A method for detecting changes in the internal concentration of Ca2+ in synaptosomes from mouse brain is described. Synaptosomes were fused with phosphatidylcholine-phosphatidylserine unilamellar liposomes previously loaded with the metalochromic, Ca2+ -sensitive dye arsenazo III, in order to introduce the dye into the synaptosomes. The fusion was promoted by La3+. Changes in the differential absorption between 660 and 690 nm, which indicate changes in Ca2+ concentration, were followed in a double beam spectrophotometer. It was found that both in the dye-loaded liposomes and in the fused synaptosomes, the addition of the Ca2+ ionophore A23187 to the medium containing Ca2+ produced a notable change in the differential absorbance 660-690 nm. When the depolarizing alkaloid veratridine was added, there was no response in the liposomes, whereas a change in the differential absorbance 660-690 nm was detected in the fused synaptosomes containing arsenazo but only when Na+ was present in the medium.
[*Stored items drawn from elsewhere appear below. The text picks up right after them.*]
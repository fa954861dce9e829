//! MongoDB-backed store for matches and casters.
//!
//! The pipeline treats this as a plain document store: find-by-filter,
//! insert-one, update-with-array-filters. A unique index on `matchId` is
//! the last line of defense against duplicate discovery.

pub mod models;
pub mod names;

use anyhow::Context;
use chrono::{DateTime, Duration, Utc};
use futures_util::TryStreamExt;
use mongodb::bson::{self, doc, oid::ObjectId, Document};
use mongodb::error::{ErrorKind, WriteFailure};
use mongodb::options::IndexOptions;
use mongodb::{Client, Collection, Database, IndexModel};
use tracing::{debug, info};

pub use models::{
    Caster, ChampionStatsRow, Game, GameStats, KcStats, Match, MatchStatus, Player,
    PlayerStatsRow, RankingRow, SeriesRecord, Team, TeamStats,
};

#[derive(Debug, thiserror::Error)]
pub enum StoreError {
    /// Unique-key violation on insert. Discovery dedup should prevent this;
    /// when it happens anyway the single record is skipped.
    #[error("duplicate matchId")]
    DuplicateKey,
    #[error("database error: {0}")]
    Mongo(#[from] mongodb::error::Error),
}

pub type Result<T> = std::result::Result<T, StoreError>;

fn is_duplicate_key(err: &mongodb::error::Error) -> bool {
    matches!(
        &*err.kind,
        ErrorKind::Write(WriteFailure::WriteError(we)) if we.code == 11_000
    )
}

/// Identity fields used by discovery-time deduplication: the upstream id
/// plus the scheduled date and teams, so near-duplicates can be matched
/// by fixture rather than by id alone.
#[derive(Debug, Clone, PartialEq, Eq)]
pub struct MatchKey {
    pub match_id: String,
    pub date: DateTime<Utc>,
    pub team_names: Vec<String>,
}

pub struct MatchStore {
    matches: Collection<Match>,
    casters: Collection<Caster>,
}

/// Connects using `MONGODB_URI` / `KC_DB_NAME` from the environment.
pub async fn connect() -> anyhow::Result<Database> {
    let uri = std::env::var("MONGODB_URI").context("MONGODB_URI must be set")?;
    let db_name = std::env::var("KC_DB_NAME").unwrap_or_else(|_| "kcschedule".to_string());

    let client = Client::with_uri_str(&uri)
        .await
        .context("failed to connect to MongoDB")?;
    let db = client.database(&db_name);
    info!("Connected to database {db_name}");
    Ok(db)
}

impl MatchStore {
    pub fn new(db: &Database) -> Self {
        Self {
            matches: db.collection("matches"),
            casters: db.collection("casters"),
        }
    }

    /// Creates the unique `matchId` index. Idempotent; called at startup.
    pub async fn ensure_indexes(&self) -> Result<()> {
        let index = IndexModel::builder()
            .keys(doc! { "matchId": 1 })
            .options(IndexOptions::builder().unique(true).build())
            .build();
        self.matches.create_index(index).await?;
        Ok(())
    }

    /// Identity keys of all stored future matches for one game, the input
    /// to discovery-time deduplication.
    pub async fn upcoming_match_keys(&self, game: Game) -> Result<Vec<MatchKey>> {
        let filter = doc! {
            "date": { "$gte": bson::DateTime::from_chrono(Utc::now()) },
            "game": game.display_name(),
        };
        let existing: Vec<Match> = self.matches.find(filter).await?.try_collect().await?;
        Ok(existing
            .into_iter()
            .map(|m| MatchKey {
                match_id: m.match_id.clone(),
                date: m.date,
                team_names: m.team_names(),
            })
            .collect())
    }

    /// Inserts one match. Returns `Ok(false)` on a duplicate `matchId`
    /// instead of failing the whole batch.
    pub async fn insert_match(&self, m: &Match) -> Result<bool> {
        match self.matches.insert_one(m).await {
            Ok(_) => Ok(true),
            Err(e) if is_duplicate_key(&e) => {
                debug!("matchId {} already stored, skipping insert", m.match_id);
                Ok(false)
            }
            Err(e) => Err(e.into()),
        }
    }

    pub async fn find_by_match_id(&self, match_id: &str) -> Result<Option<Match>> {
        Ok(self.matches.find_one(doc! { "matchId": match_id }).await?)
    }

    /// All matches currently marked live, for the given games.
    pub async fn find_live(&self, games: &[Game]) -> Result<Vec<Match>> {
        let names: Vec<&str> = games.iter().map(|g| g.display_name()).collect();
        let filter = doc! {
            "status": MatchStatus::Live.as_i32(),
            "game": { "$in": names },
        };
        Ok(self.matches.find(filter).await?.try_collect().await?)
    }

    /// Today's still-scheduled matches, candidates for the status sweep.
    pub async fn find_today_scheduled(&self) -> Result<Vec<Match>> {
        let now = Utc::now();
        let start_of_day = now.date_naive().and_hms_opt(0, 0, 0).unwrap().and_utc();
        let end_of_day = start_of_day + Duration::days(1);
        let filter = doc! {
            "status": MatchStatus::Scheduled.as_i32(),
            "date": {
                "$gte": bson::DateTime::from_chrono(start_of_day),
                "$lt": bson::DateTime::from_chrono(end_of_day),
            },
        };
        Ok(self.matches.find(filter).await?.try_collect().await?)
    }

    /// Upcoming scheduled matches for one game, oldest first. Used by the
    /// nightly stats refresh.
    pub async fn find_upcoming_scheduled(&self, game: Game) -> Result<Vec<Match>> {
        let filter = doc! {
            "status": MatchStatus::Scheduled.as_i32(),
            "game": game.display_name(),
            "date": { "$gte": bson::DateTime::from_chrono(Utc::now()) },
        };
        Ok(self
            .matches
            .find(filter)
            .sort(doc! { "date": 1 })
            .await?
            .try_collect()
            .await?)
    }

    /// Forward-only status update by document id.
    pub async fn set_status(&self, id: &ObjectId, status: MatchStatus) -> Result<()> {
        self.matches
            .update_one(
                doc! { "_id": id, "status": { "$lt": status.as_i32() } },
                doc! { "$set": { "status": status.as_i32() } },
            )
            .await?;
        Ok(())
    }

    /// Marks a match completed and writes both final scores, matching each
    /// team positionally by name so stored team order is preserved.
    pub async fn set_final_score(
        &self,
        match_id: &str,
        first: (&str, i32),
        second: (&str, i32),
    ) -> Result<()> {
        self.matches
            .update_one(
                doc! { "matchId": match_id },
                doc! { "$set": {
                    "status": MatchStatus::Completed.as_i32(),
                    "teams.$[team1].score": first.1,
                    "teams.$[team2].score": second.1,
                } },
            )
            .array_filters(vec![
                doc! { "team1.name": first.0 },
                doc! { "team2.name": second.0 },
            ])
            .await?;
        Ok(())
    }

    /// Replaces the enrichment payload of one match in a single update.
    pub async fn update_enrichment(&self, m: &Match) -> Result<()> {
        let teams = bson::to_bson(&m.teams).map_err(mongodb::error::Error::from)?;
        let mut set = doc! { "teams": teams };
        if let Some(ranking) = &m.ranking_data {
            set.insert(
                "rankingData",
                bson::to_bson(ranking).map_err(mongodb::error::Error::from)?,
            );
        }
        if let Some(kc) = &m.kc_stats {
            set.insert(
                "kcStats",
                bson::to_bson(kc).map_err(mongodb::error::Error::from)?,
            );
        }
        self.matches
            .update_one(doc! { "matchId": &m.match_id }, doc! { "$set": set })
            .await?;
        Ok(())
    }

    /// Casters covering one league. Read-only; seeded out-of-band.
    pub async fn casters_for_league(&self, league: &str) -> Result<Vec<Caster>> {
        let filter: Document = doc! { "leagues": { "$in": [league] } };
        Ok(self.casters.find(filter).await?.try_collect().await?)
    }
}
These fused synaptosomes were able to release labeled gamma-aminobutyric acid as a response to veratridine, in a Na+ -dependent manner, similarly to control non-fused synaptosomes. These results demonstrate the feasibility of fusion to introduce Ca2+ -sensitive dyes into isolated nerve endings from the mammalian brain and therefore to detect changes in their internal Ca2+ concentration.